* _WORKING DATA_

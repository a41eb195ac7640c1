//! Batch pipeline: classify input lines, resolve them with bounded
//! concurrency, then drop repeated works.
//!
//! Lookups complete in any order; each result lands in the slot of the line
//! that asked for it, so the report always follows input order.

use futures_util::stream::{self, StreamExt};
use std::collections::HashMap;
use std::fmt;
use std::sync::Arc;
use tokio_util::sync::CancellationToken;

use crate::config::Config;
use crate::format::{format_list, AuthorHighlighter, CitationStyle, FormattedCitation};
use crate::input::{classify, line_key, parse_lines};
use crate::models::{NormalizedRecord, Query, RawLine};
use crate::sources::{CachedSource, CrossRefSource, LookupSource, SourceError};
use crate::utils::{find_duplicates, CacheService};

/// Tuning for one pipeline run
#[derive(Debug, Clone, PartialEq, Eq)]
pub struct PipelineOptions {
    /// Lookups in flight at once (at least one)
    pub max_concurrent: usize,
    /// Skip lines whose normalized text repeats an earlier line
    pub skip_duplicate_lines: bool,
    /// Search results requested per fuzzy query
    pub search_rows: usize,
}

impl Default for PipelineOptions {
    fn default() -> Self {
        Self {
            max_concurrent: 4,
            skip_duplicate_lines: true,
            search_rows: 3,
        }
    }
}

impl PipelineOptions {
    pub fn from_config(config: &Config) -> Self {
        Self {
            max_concurrent: config.pipeline.max_concurrent.max(1),
            skip_duplicate_lines: config.pipeline.skip_duplicate_lines,
            search_rows: config.lookup.search_rows.max(1),
        }
    }
}

/// Why a line produced no citation
#[derive(Debug, Clone, Copy, PartialEq, Eq)]
pub enum FailureKind {
    /// The service has no citable work for the line
    NotFound,
    /// The service could not be reached or kept failing
    Transport,
    /// The service answered with something unreadable
    InvalidResponse,
}

impl FailureKind {
    pub fn from_error(err: &SourceError) -> Self {
        match err {
            SourceError::NotFound(_) | SourceError::InvalidRequest(_) => FailureKind::NotFound,
            SourceError::Parse(_) => FailureKind::InvalidResponse,
            SourceError::Network(_)
            | SourceError::Timeout(_)
            | SourceError::RateLimit(_)
            | SourceError::Server(_)
            | SourceError::Api { .. }
            | SourceError::Io(_) => FailureKind::Transport,
        }
    }

    pub fn label(&self) -> &'static str {
        match self {
            FailureKind::NotFound => "not found",
            FailureKind::Transport => "lookup error",
            FailureKind::InvalidResponse => "invalid response",
        }
    }
}

impl fmt::Display for FailureKind {
    fn fmt(&self, f: &mut fmt::Formatter<'_>) -> fmt::Result {
        f.write_str(self.label())
    }
}

/// A line that could not be resolved
#[derive(Debug, Clone, PartialEq, Eq)]
pub struct LineFailure {
    /// 1-based input line number
    pub line: usize,
    pub text: String,
    pub kind: FailureKind,
    pub reason: String,
}

/// A line resolved to a record
#[derive(Debug, Clone, PartialEq)]
pub struct ResolvedEntry {
    pub line: RawLine,
    pub query: Query,
    pub record: Arc<NormalizedRecord>,
}

/// A line dropped because it repeats an earlier one, either textually or by
/// resolving to the same work
#[derive(Debug, Clone, PartialEq, Eq)]
pub struct DuplicateLine {
    pub line: RawLine,
    /// Line number of the kept original
    pub duplicate_of: usize,
}

/// Outcome of one pipeline run
#[derive(Debug, Clone, Default, PartialEq)]
pub struct RunReport {
    /// Unique resolved works, in input order
    pub entries: Vec<ResolvedEntry>,
    pub duplicates: Vec<DuplicateLine>,
    pub failures: Vec<LineFailure>,
    /// Lines never looked up because the run was cancelled
    pub unprocessed: Vec<RawLine>,
    pub cancelled: bool,
}

impl RunReport {
    /// Whether every line was resolved or recognized as a duplicate
    pub fn is_complete(&self) -> bool {
        self.failures.is_empty() && !self.cancelled
    }

    /// Number of input lines the report accounts for
    pub fn total_lines(&self) -> usize {
        self.entries.len() + self.duplicates.len() + self.failures.len() + self.unprocessed.len()
    }

    /// Resolved records, in input order
    pub fn records(&self) -> impl Iterator<Item = &Arc<NormalizedRecord>> {
        self.entries.iter().map(|entry| &entry.record)
    }

    /// Format every resolved record as a citation list
    pub fn citations(
        &self,
        style: CitationStyle,
        numbered: bool,
        highlighter: Option<&AuthorHighlighter>,
    ) -> Vec<FormattedCitation> {
        format_list(self.records(), style, numbered, highlighter)
    }
}

/// Progress callbacks for a run; every method defaults to doing nothing
pub trait RunObserver: Send + Sync {
    /// Called once with the number of lookups about to start
    fn on_start(&self, _lookups: usize) {}

    /// Called as each lookup completes, in completion order
    fn on_resolved(&self, _line: &RawLine, _result: Result<&NormalizedRecord, &SourceError>) {}

    /// Called once the report is assembled
    fn on_finish(&self, _report: &RunReport) {}
}

/// Observer that ignores every event
#[derive(Debug, Default, Clone, Copy)]
pub struct NoopObserver;

impl RunObserver for NoopObserver {}

/// Classify → lookup → dedup over a batch of lines
#[derive(Debug, Clone)]
pub struct Pipeline {
    source: Arc<dyn LookupSource>,
    options: PipelineOptions,
}

impl Pipeline {
    pub fn new(source: Arc<dyn LookupSource>, options: PipelineOptions) -> Self {
        Self { source, options }
    }

    pub fn options(&self) -> &PipelineOptions {
        &self.options
    }

    /// Run over raw input text, one reference per line
    pub async fn run(
        &self,
        input: &str,
        cancel: &CancellationToken,
        observer: &dyn RunObserver,
    ) -> RunReport {
        self.run_lines(parse_lines(input), cancel, observer).await
    }

    /// Run over already-split lines
    pub async fn run_lines(
        &self,
        lines: Vec<RawLine>,
        cancel: &CancellationToken,
        observer: &dyn RunObserver,
    ) -> RunReport {
        let mut report = RunReport::default();

        let mut seen: HashMap<String, usize> = HashMap::new();
        let mut work: Vec<(RawLine, Query)> = Vec::with_capacity(lines.len());
        for line in lines {
            if self.options.skip_duplicate_lines {
                let key = line_key(&line.text);
                if let Some(&first) = seen.get(&key) {
                    tracing::debug!("Line {} repeats line {}", line.number, first);
                    report.duplicates.push(DuplicateLine {
                        line,
                        duplicate_of: first,
                    });
                    continue;
                }
                seen.insert(key, line.number);
            }
            let query = classify(&line);
            tracing::debug!("Line {}: {}", line.number, query);
            work.push((line, query));
        }

        observer.on_start(work.len());
        let mut slots: Vec<Option<Result<NormalizedRecord, SourceError>>> =
            (0..work.len()).map(|_| None).collect();

        let source = &self.source;
        let rows = self.options.search_rows;
        let mut lookups = stream::iter(work.iter().enumerate())
            .map(|(index, (_, query))| async move { (index, source.resolve(query, rows).await) })
            .buffer_unordered(self.options.max_concurrent.max(1));

        loop {
            tokio::select! {
                biased;
                _ = cancel.cancelled() => {
                    tracing::warn!("Run cancelled; in-flight lookups dropped");
                    report.cancelled = true;
                    break;
                }
                next = lookups.next() => match next {
                    Some((index, result)) => {
                        observer.on_resolved(&work[index].0, result.as_ref());
                        slots[index] = Some(result);
                    }
                    None => break,
                },
            }
        }
        drop(lookups);

        let mut entries = Vec::new();
        for ((line, query), slot) in work.into_iter().zip(slots) {
            match slot {
                Some(Ok(record)) => entries.push(ResolvedEntry {
                    line,
                    query,
                    record: Arc::new(record),
                }),
                Some(Err(err)) => {
                    tracing::debug!("Line {} failed: {}", line.number, err);
                    report.failures.push(LineFailure {
                        line: line.number,
                        text: line.text,
                        kind: FailureKind::from_error(&err),
                        reason: err.to_string(),
                    });
                }
                None => report.unprocessed.push(line),
            }
        }

        let records: Vec<&NormalizedRecord> = entries.iter().map(|e| e.record.as_ref()).collect();
        let mut repeats = find_duplicates(&records).into_iter().peekable();
        let line_numbers: Vec<usize> = entries.iter().map(|e| e.line.number).collect();

        for (index, entry) in entries.into_iter().enumerate() {
            match repeats.next_if(|d| d.index == index) {
                Some(duplicate) => {
                    tracing::debug!(
                        "Line {} resolves to the same work as line {}",
                        entry.line.number,
                        line_numbers[duplicate.original]
                    );
                    report.duplicates.push(DuplicateLine {
                        line: entry.line,
                        duplicate_of: line_numbers[duplicate.original],
                    });
                }
                None => report.entries.push(entry),
            }
        }
        report.duplicates.sort_by_key(|d| d.line.number);

        tracing::info!(
            "Resolved {} of {} line(s): {} duplicate(s), {} failure(s), {} unprocessed",
            report.entries.len(),
            report.total_lines(),
            report.duplicates.len(),
            report.failures.len(),
            report.unprocessed.len()
        );
        observer.on_finish(&report);
        report
    }
}

/// Build the Crossref source described by `config`, cached unless caching
/// is disabled
pub fn build_source(config: &Config, no_cache: bool) -> Result<Arc<dyn LookupSource>, SourceError> {
    let crossref = CrossRefSource::new(&config.lookup, config.retry.to_retry_config())?;
    let cache = CacheService::from_config(&config.cache);
    if no_cache || !cache.is_enabled() {
        tracing::debug!("Lookup cache disabled");
        return Ok(Arc::new(crossref));
    }
    tracing::debug!("Lookup cache at {}", cache.cache_dir().display());
    Ok(Arc::new(CachedSource::new(crossref, cache)))
}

* _ASSIGNMENT_
All that should be written out is the stretch of lines above between the one holding "Some((index, result)) =>" and the one holding "for (index, entry)", inclusive, exactly as given.

* _EXERCISE RESULT_
                    Some((index, result)) => {
                        observer.on_resolved(&work[index].0, result.as_ref());
                        slots[index] = Some(result);
                    }
                    None => break,
                },
            }
        }
        drop(lookups);

        let mut entries = Vec::new();
        for ((line, query), slot) in work.into_iter().zip(slots) {
            match slot {
                Some(Ok(record)) => entries.push(ResolvedEntry {
                    line,
                    query,
                    record: Arc::new(record),
                }),
                Some(Err(err)) => {
                    tracing::debug!("Line {} failed: {}", line.number, err);
                    report.failures.push(LineFailure {
                        line: line.number,
                        text: line.text,
                        kind: FailureKind::from_error(&err),
                        reason: err.to_string(),
                    });
                }
                None => report.unprocessed.push(line),
            }
        }

        let records: Vec<&NormalizedRecord> = entries.iter().map(|e| e.record.as_ref()).collect();
        let mut repeats = find_duplicates(&records).into_iter().peekable();
        let line_numbers: Vec<usize> = entries.iter().map(|e| e.line.number).collect();

        for (index, entry) in entries.into_iter().enumerate() {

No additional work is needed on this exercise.